> WHAT IS NEEDED
Report each line of the records below that uses the word "element".

[Stored dataset items]

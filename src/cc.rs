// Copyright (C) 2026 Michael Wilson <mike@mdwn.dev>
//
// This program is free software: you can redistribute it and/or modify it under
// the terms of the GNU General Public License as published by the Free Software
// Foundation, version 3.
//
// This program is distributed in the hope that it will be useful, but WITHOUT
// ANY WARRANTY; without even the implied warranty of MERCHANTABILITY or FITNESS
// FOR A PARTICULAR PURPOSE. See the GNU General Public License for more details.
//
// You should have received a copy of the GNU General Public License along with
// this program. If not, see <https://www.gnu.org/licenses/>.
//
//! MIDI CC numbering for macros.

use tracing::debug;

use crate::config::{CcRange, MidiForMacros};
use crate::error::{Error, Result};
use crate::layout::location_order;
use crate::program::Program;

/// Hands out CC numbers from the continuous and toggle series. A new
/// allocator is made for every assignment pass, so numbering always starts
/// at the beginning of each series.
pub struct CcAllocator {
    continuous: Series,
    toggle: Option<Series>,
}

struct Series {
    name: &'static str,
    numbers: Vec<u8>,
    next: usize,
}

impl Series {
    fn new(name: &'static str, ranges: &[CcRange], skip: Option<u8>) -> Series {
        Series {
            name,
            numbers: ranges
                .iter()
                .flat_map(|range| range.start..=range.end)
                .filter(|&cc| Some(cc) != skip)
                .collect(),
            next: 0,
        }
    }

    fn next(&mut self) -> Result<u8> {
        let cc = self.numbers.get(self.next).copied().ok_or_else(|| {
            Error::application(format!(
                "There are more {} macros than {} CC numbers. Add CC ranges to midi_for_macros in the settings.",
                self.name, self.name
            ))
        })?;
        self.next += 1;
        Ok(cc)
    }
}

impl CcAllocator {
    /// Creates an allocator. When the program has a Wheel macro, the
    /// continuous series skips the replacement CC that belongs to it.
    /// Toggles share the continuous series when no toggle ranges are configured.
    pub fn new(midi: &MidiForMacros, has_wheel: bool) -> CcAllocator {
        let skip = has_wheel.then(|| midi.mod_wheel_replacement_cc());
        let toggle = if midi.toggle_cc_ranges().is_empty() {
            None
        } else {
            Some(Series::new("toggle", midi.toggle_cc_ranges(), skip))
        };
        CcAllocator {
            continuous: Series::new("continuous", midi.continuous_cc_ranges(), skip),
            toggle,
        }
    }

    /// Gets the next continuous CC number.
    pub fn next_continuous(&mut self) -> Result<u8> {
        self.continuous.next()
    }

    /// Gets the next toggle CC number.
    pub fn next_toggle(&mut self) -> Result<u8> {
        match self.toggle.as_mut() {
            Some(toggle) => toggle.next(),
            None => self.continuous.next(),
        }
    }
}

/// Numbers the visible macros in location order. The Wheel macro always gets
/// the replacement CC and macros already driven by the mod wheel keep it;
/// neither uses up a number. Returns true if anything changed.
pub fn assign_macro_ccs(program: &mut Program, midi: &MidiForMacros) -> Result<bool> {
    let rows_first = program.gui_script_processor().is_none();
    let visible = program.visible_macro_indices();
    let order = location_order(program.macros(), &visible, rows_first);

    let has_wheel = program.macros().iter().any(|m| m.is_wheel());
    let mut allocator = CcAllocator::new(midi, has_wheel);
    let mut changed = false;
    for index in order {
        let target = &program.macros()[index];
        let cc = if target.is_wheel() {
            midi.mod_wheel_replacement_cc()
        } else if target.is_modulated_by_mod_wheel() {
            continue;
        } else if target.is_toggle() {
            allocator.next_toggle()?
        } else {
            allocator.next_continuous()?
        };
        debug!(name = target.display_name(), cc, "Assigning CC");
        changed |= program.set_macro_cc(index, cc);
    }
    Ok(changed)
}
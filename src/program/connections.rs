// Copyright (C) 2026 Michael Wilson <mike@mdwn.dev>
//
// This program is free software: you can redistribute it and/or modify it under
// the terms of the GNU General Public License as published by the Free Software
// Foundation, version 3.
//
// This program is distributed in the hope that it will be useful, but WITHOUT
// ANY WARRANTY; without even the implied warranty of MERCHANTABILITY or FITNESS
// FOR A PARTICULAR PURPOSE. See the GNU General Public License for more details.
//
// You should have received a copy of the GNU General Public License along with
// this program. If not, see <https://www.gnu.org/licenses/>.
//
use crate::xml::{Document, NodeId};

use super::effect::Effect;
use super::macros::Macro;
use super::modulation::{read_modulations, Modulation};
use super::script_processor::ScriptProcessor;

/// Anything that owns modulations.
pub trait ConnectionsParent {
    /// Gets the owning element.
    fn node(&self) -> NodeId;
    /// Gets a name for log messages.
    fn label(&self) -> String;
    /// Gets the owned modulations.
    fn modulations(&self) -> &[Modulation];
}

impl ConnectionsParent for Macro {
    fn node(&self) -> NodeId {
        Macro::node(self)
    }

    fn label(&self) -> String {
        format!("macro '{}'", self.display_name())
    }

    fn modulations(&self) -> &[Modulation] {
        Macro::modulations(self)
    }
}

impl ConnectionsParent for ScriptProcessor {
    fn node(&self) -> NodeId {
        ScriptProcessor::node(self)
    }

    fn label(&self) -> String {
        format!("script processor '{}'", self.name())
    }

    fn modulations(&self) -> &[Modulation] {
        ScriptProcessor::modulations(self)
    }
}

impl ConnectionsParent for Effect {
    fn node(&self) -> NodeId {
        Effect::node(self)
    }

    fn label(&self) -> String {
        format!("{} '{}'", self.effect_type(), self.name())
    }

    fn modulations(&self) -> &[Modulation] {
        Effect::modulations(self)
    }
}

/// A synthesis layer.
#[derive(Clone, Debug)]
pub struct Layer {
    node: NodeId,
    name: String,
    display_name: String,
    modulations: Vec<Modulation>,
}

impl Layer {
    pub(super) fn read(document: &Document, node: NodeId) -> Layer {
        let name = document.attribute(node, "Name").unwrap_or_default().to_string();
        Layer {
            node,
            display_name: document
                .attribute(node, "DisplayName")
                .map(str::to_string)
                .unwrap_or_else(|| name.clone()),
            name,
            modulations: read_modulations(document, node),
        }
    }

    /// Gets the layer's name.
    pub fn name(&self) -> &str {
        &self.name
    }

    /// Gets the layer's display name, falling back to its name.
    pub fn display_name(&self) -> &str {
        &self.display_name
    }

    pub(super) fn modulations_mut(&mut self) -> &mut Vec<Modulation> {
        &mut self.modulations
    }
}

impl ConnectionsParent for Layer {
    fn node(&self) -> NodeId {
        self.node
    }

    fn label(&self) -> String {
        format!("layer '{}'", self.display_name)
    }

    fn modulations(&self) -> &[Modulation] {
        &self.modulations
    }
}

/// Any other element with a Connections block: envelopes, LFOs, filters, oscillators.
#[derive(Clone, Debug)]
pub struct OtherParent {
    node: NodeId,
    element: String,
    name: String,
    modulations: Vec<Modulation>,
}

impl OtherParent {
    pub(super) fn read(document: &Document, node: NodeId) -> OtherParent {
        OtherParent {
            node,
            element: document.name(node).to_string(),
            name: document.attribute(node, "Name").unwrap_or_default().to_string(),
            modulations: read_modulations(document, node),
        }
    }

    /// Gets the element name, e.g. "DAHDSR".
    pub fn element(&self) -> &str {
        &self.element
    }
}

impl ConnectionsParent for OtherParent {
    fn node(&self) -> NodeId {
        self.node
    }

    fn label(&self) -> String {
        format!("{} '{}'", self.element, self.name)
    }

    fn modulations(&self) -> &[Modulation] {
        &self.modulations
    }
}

> TASK OUTPUT
    /// Gets the owning element.
/// Any other element with a Connections block: envelopes, LFOs, filters, oscillators.
    element: String,
            element: document.name(node).to_string(),
    /// Gets the element name, e.g. "DAHDSR".
    pub fn element(&self) -> &str {
        &self.element
        format!("{} '{}'", self.element, self.name)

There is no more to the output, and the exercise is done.